William J. Hendricks explores Baudry's use of the Allegory of the Cave in relation to the Panopticon prison design of Jeremy Bentham and Michel Foucault's understanding of power: "Power should not be understood as an oppressive system bearing down on individuals from above, smiting them with prohibitions of this or that. Power is a set of relations.") The shadowy figure standing beside the editing monitors lights a sparkler and turns out to be Edgar. Pluggy asks him if he has finished "our construction" yet. Edgar hands the sparkler ('cierge magique' in French, lit. 'magic candle') to Will Jr., and goes off to ask Virginia. "Let's go," says Pluggy, and Will Jr. asks if he can bring some friends.
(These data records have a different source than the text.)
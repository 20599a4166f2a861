//! One end-to-end fetch: decompose, connect, send, parse the head, and on
//! `200` stream the body into a file.
//!
//! Every handle (socket, TLS session, output file) is owned by a local and
//! released by its drop on every exit path. A failure while writing the file
//! leaves whatever was already written on disk; partial files are not removed.

use std::{
    fs::File,
    io::{self, BufWriter, Read, Write},
    path::{Path, PathBuf},
    sync::Arc,
    time::Duration,
};

use rustls::ClientConfig;

use crate::{
    error::{Error, Result},
    r#const::INDEX_FILE_NAME,
    request::encode_get,
    response::{ResponseHead, StatusClass, parse_head},
    transport::{Transport, default_client_config},
    url::ConnectionTarget,
};

const COPY_BUF_BYTES: usize = 8 * 1024;

#[derive(Debug)]
pub struct Download {
    pub head: ResponseHead,
    /// Only set when the status was `200`.
    pub saved: Option<SavedFile>,
}

#[derive(Debug, Clone, PartialEq, Eq)]
pub struct SavedFile {
    pub path: PathBuf,
    pub bytes: u64,
}

pub struct Downloader {
    output_dir: PathBuf,
    timeout: Option<Duration>,
    tls_config: Arc<ClientConfig>,
}

impl Downloader {
    pub fn new() -> Result<Self> {
        let tls_config = default_client_config()
            .map_err(|e| Error::io("failed to build the TLS client context", e))?;
        Ok(Self {
            output_dir: PathBuf::from("."),
            timeout: None,
            tls_config,
        })
    }

    /// Directory the body file is created in. Defaults to the working directory.
    pub fn output_dir(mut self, dir: impl Into<PathBuf>) -> Self {
        self.output_dir = dir.into();
        self
    }

    pub fn timeout(mut self, timeout: Option<Duration>) -> Self {
        self.timeout = timeout;
        self
    }

    /// Like [`Downloader::download`], but every error is reported to `report`
    /// and logged instead of returned.
    pub fn fetch<W: Write>(&self, url: &str, report: &mut W) -> Option<Download> {
        match self.download(url, report) {
            Ok(download) => Some(download),
            Err(e) => {
                log::error!("{url}: {e}");
                let _ = writeln!(report, "{e}");
                None
            }
        }
    }

    /// Fetch `url`, writing the request, the status line and the header block
    /// to `report`.
    pub fn download<W: Write>(&self, url: &str, report: &mut W) -> Result<Download> {
        let target = ConnectionTarget::parse(url)?;
        log::debug!("target: {target}");

        let mut transport = Transport::connect(&target, &self.tls_config, self.timeout)?;

        let request = encode_get(&target.host, &target.path);
        transport
            .write_all(request.as_bytes())
            .and_then(|_| transport.flush())
            .map_err(|e| Error::io("failed to send request", e))?;
        log::debug!("sent {} request bytes", request.as_bytes().len());
        emit(report, format_args!("{}\n", request.as_str().trim_end()))?;

        let head = parse_head(&mut transport)?;
        emit(
            report,
            format_args!("{}\n{}\n", head.status_line(), head.header_block()),
        )?;

        if head.status_code() != 200 {
            match head.status().class() {
                StatusClass::Redirection => log::warn!(
                    "{}: redirects are not followed, nothing saved",
                    head.status_line()
                ),
                class => log::warn!("{}: {class}, nothing saved", head.status_line()),
            }
            return Ok(Download { head, saved: None });
        }

        let path = self.output_dir.join(file_name_for(&target.path));
        let bytes = save_body(&mut transport, &path)?;
        if let Some(expected) = head.content_length()
            && expected != bytes
        {
            log::warn!("Content-Length said {expected} bytes, received {bytes}");
        }
        log::info!("saved {bytes} bytes to {}", path.display());

        Ok(Download {
            head,
            saved: Some(SavedFile { path, bytes }),
        })
    }
}

fn emit<W: Write>(report: &mut W, args: std::fmt::Arguments<'_>) -> Result<()> {
    report
        .write_fmt(args)
        .map_err(|e| Error::io("failed to write report", e))
}

/// Copy the rest of `body` into a freshly created (or truncated) file at
/// `path` until end of stream.
fn save_body<R: Read>(body: &mut R, path: &Path) -> Result<u64> {
    let file = File::create(path)
        .map_err(|e| Error::io(format!("failed to create {}", path.display()), e))?;
    let mut sink = BufWriter::new(file);
    let write_err = |e| Error::io(format!("failed to write {}", path.display()), e);

    let mut buf = [0_u8; COPY_BUF_BYTES];
    let mut total = 0_u64;
    loop {
        let n = match body.read(&mut buf) {
            Ok(0) => break,
            Ok(n) => n,
            Err(e) if e.kind() == io::ErrorKind::Interrupted => continue,
            Err(e) => {
                // keep what already arrived; the partial file is not removed
                let _ = sink.flush();
                return Err(Error::io("failed to read response body", e));
            }
        };
        sink.write_all(&buf[..n]).map_err(write_err)?;
        total += n as u64;
    }
    sink.flush().map_err(write_err)?;

    Ok(total)
}

/// Name of the file a path is saved under: `index.html` for a path ending in
/// `/`, otherwise the last `/`-separated segment.
pub fn file_name_for(path: &str) -> &str {
    if path.is_empty() || path.ends_with('/') {
        return INDEX_FILE_NAME;
    }
    match path.rfind('/') {
        Some(idx) => &path[idx + 1..],
        None => path,
    }
}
In the restaurant in the evening, Learo gets angry with Will Jr., while Cordelia buries her head in her hands. Shot of a white horse. Learo buries his head in his hands. Will Jr. gives Cordelia a sparkler. (Note: "If it had gleamed white, in her hand, then her virtue is true, and her name is Cordelia.") Learo talks about "God's spies". (Note: See Wilt 1993 for a perceptive discussion of Woolf's 'onto-theology' and some parallels with King Lear. Wilt explains the complex concept of 'God's spies' thus:
"Shakespeare's haunting and enigmatic phrase points surely to a way and type of knowing which is both transcendent and some how illicit, invasive. As God's spies, God's eyes, the father and daughter will "criminally" see the things the world hides, the mystery of things, the Mystery, the space occupied (perhaps) by God. To "take on" the Mystery is both to shoulder it, to disguise oneself in/as it, and to confront or even fight it. The intent is both to critique an aspect of religious thought and organization (they will wear out not only "packs" but also "sects" of great ones) and to embark on the religious quest oneself, somehow bearing the Mystery one hopes to spy out. The goal or grail of this quest, for these spies, is to see "through" the world (in both senses of the phrase) to the Mystery that lies below or behind the ebb and flow, and to do this by wearing (wearing out?) the world." (Wilt 1993)) Cut to the earlier daytime shots of Will Jr. in the restaurant, reflecting on his inability to control his characters (or actors?), and how Lear and Cordelia respectively represent Power and Virtue.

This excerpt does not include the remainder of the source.